**What to work on**
What you return must match the listing below exactly.

── Given data ──

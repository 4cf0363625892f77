//! K-Nearest Neighbors
//!
//! A lazy learner: generating a model stores the training rows verbatim.
//! Prediction ranks every stored row by Euclidean distance to the query and
//! returns the most frequent label among the `k` closest.

use ndarray::{Array1, Array2, ArrayView1, ArrayView2};
use rayon::prelude::*;
use serde::{Deserialize, Serialize};

use super::models::{Generator, Model, TrainedModel};
use crate::data::Descriptor;
use crate::error::{NumlError, Result};
use crate::math::metrics::{Distance, EuclideanDistance};

/// KNN configuration
#[derive(Debug, Clone, Serialize, Deserialize)]
pub struct KnnConfig {
    /// Number of neighbors
    pub k: usize,
}

impl Default for KnnConfig {
    fn default() -> Self {
        Self { k: 5 }
    }
}

/// Produces [`KnnModel`]s
#[derive(Debug, Clone, Serialize, Deserialize)]
pub struct KnnGenerator {
    pub config: KnnConfig,
    pub descriptor: Descriptor,
}

impl KnnGenerator {
    pub fn new(descriptor: Descriptor, k: usize) -> Self {
        Self {
            config: KnnConfig { k },
            descriptor,
        }
    }
}

impl Generator for KnnGenerator {
    fn name(&self) -> &str {
        "knn"
    }

    fn descriptor(&self) -> &Descriptor {
        &self.descriptor
    }

    fn generate(&self, x: ArrayView2<f64>, y: ArrayView1<f64>) -> Result<TrainedModel> {
        if self.config.k == 0 {
            return Err(NumlError::InvalidConfiguration("k must be at least 1".to_string()));
        }
        NumlError::check_dims(x.nrows(), y.len())?;

        Ok(TrainedModel::Knn(KnnModel {
            k: self.config.k,
            x: x.to_owned(),
            y: y.to_owned(),
            descriptor: self.descriptor.clone(),
        }))
    }
}

/// Stored training set plus `k`
#[derive(Debug, Clone, Serialize, Deserialize)]
pub struct KnnModel {
    pub k: usize,
    pub x: Array2<f64>,
    pub y: Array1<f64>,
    pub descriptor: Descriptor,
}

impl Model for KnnModel {
    /// NaN when the model holds no training rows
    fn predict(&self, features: ArrayView1<f64>) -> Result<f64> {
        NumlError::check_dims(self.x.ncols(), features.len())?;
        let n = self.x.nrows();
        if n == 0 {
            return Ok(f64::NAN);
        }

        // one slot per training row
        let distances: Vec<f64> = (0..n)
            .into_par_iter()
            .map(|i| EuclideanDistance.compute(self.x.row(i), features))
            .collect::<Result<Vec<f64>>>()?;

        // stable: equal distances keep training-row order
        let mut order: Vec<usize> = (0..n).collect();
        order.sort_by(|&a, &b| distances[a].total_cmp(&distances[b]));

        let nearest: Vec<f64> = order.iter().take(self.k).map(|&i| self.y[i]).collect();
        Ok(mode(&nearest))
    }

    fn descriptor(&self) -> &Descriptor {
        &self.descriptor
    }

    fn set_descriptor(&mut self, descriptor: Descriptor) {
        self.descriptor = descriptor;
    }
}

/// Most frequent value; ties go to the value seen first
fn mode(values: &[f64]) -> f64 {
    let mut counts: Vec<(f64, usize)> = Vec::new();
    for &v in values {
        match counts.iter_mut().find(|(c, _)| *c == v) {
            Some((_, n)) => *n += 1,
            None => counts.push((v, 1)),
        }
    }

    let mut best = (f64::NAN, 0usize);
    for (v, n) in counts {
        if n > best.1 {
            best = (v, n);
        }
    }
    best.0
}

───

**Output for this exercise**
repository 4cf0363625892f77
//! K-Nearest Neighbors
//!
//! A lazy learner: generating a model stores the training rows verbatim.
//! Prediction ranks every stored row by Euclidean distance to the query and
//! returns the most frequent label among the `k` closest.

use ndarray::{Array1, Array2, ArrayView1, ArrayView2};
use rayon::prelude::*;
use serde::{Deserialize, Serialize};

use super::models::{Generator, Model, TrainedModel};
use crate::data::Descriptor;
use crate::error::{NumlError, Result};
use crate::math::metrics::{Distance, EuclideanDistance};

/// KNN configuration
#[derive(Debug, Clone, Serialize, Deserialize)]
pub struct KnnConfig {
    /// Number of neighbors
    pub k: usize,
}

impl Default for KnnConfig {
    fn default() -> Self {
        Self { k: 5 }
    }
}

/// Produces [`KnnModel`]s
#[derive(Debug, Clone, Serialize, Deserialize)]
pub struct KnnGenerator {
    pub config: KnnConfig,
    pub descriptor: Descriptor,
}

impl KnnGenerator {
    pub fn new(descriptor: Descriptor, k: usize) -> Self {
        Self {
            config: KnnConfig { k },
            descriptor,
        }
    }
}

impl Generator for KnnGenerator {
    fn name(&self) -> &str {
        "knn"
    }

    fn descriptor(&self) -> &Descriptor {
        &self.descriptor
    }

    fn generate(&self, x: ArrayView2<f64>, y: ArrayView1<f64>) -> Result<TrainedModel> {
        if self.config.k == 0 {
            return Err(NumlError::InvalidConfiguration("k must be at least 1".to_string()));
        }
        NumlError::check_dims(x.nrows(), y.len())?;

        Ok(TrainedModel::Knn(KnnModel {
            k: self.config.k,
            x: x.to_owned(),
            y: y.to_owned(),
            descriptor: self.descriptor.clone(),
        }))
    }
}

/// Stored training set plus `k`
#[derive(Debug, Clone, Serialize, Deserialize)]
pub struct KnnModel {
    pub k: usize,
    pub x: Array2<f64>,
    pub y: Array1<f64>,
    pub descriptor: Descriptor,
}

impl Model for KnnModel {
    /// NaN when the model holds no training rows
    fn predict(&self, features: ArrayView1<f64>) -> Result<f64> {
        NumlError::check_dims(self.x.ncols(), features.len())?;
        let n = self.x.nrows();
        if n == 0 {
            return Ok(f64::NAN);
        }

        // one slot per training row
        let distances: Vec<f64> = (0..n)
            .into_par_iter()
            .map(|i| EuclideanDistance.compute(self.x.row(i), features))
            .collect::<Result<Vec<f64>>>()?;

        // stable: equal distances keep training-row order
        let mut order: Vec<usize> = (0..n).collect();
        order.sort_by(|&a, &b| distances[a].total_cmp(&distances[b]));

        let nearest: Vec<f64> = order.iter().take(self.k).map(|&i| self.y[i]).collect();
        Ok(mode(&nearest))
    }

    fn descriptor(&self) -> &Descriptor {
        &self.descriptor
    }

    fn set_descriptor(&mut self, descriptor: Descriptor) {
        self.descriptor = descriptor;
    }
}

/// Most frequent value; ties go to the value seen first
fn mode(values: &[f64]) -> f64 {
    let mut counts: Vec<(f64, usize)> = Vec::new();
    for &v in values {
        match counts.iter_mut().find(|(c, _)| *c == v) {
            Some((_, n)) => *n += 1,
            None => counts.push((v, 1)),
        }
    }

    let mut best = (f64::NAN, 0usize);
    for (v, n) in counts {
        if n > best.1 {
            best = (v, n);
        }
    }
    best.0
}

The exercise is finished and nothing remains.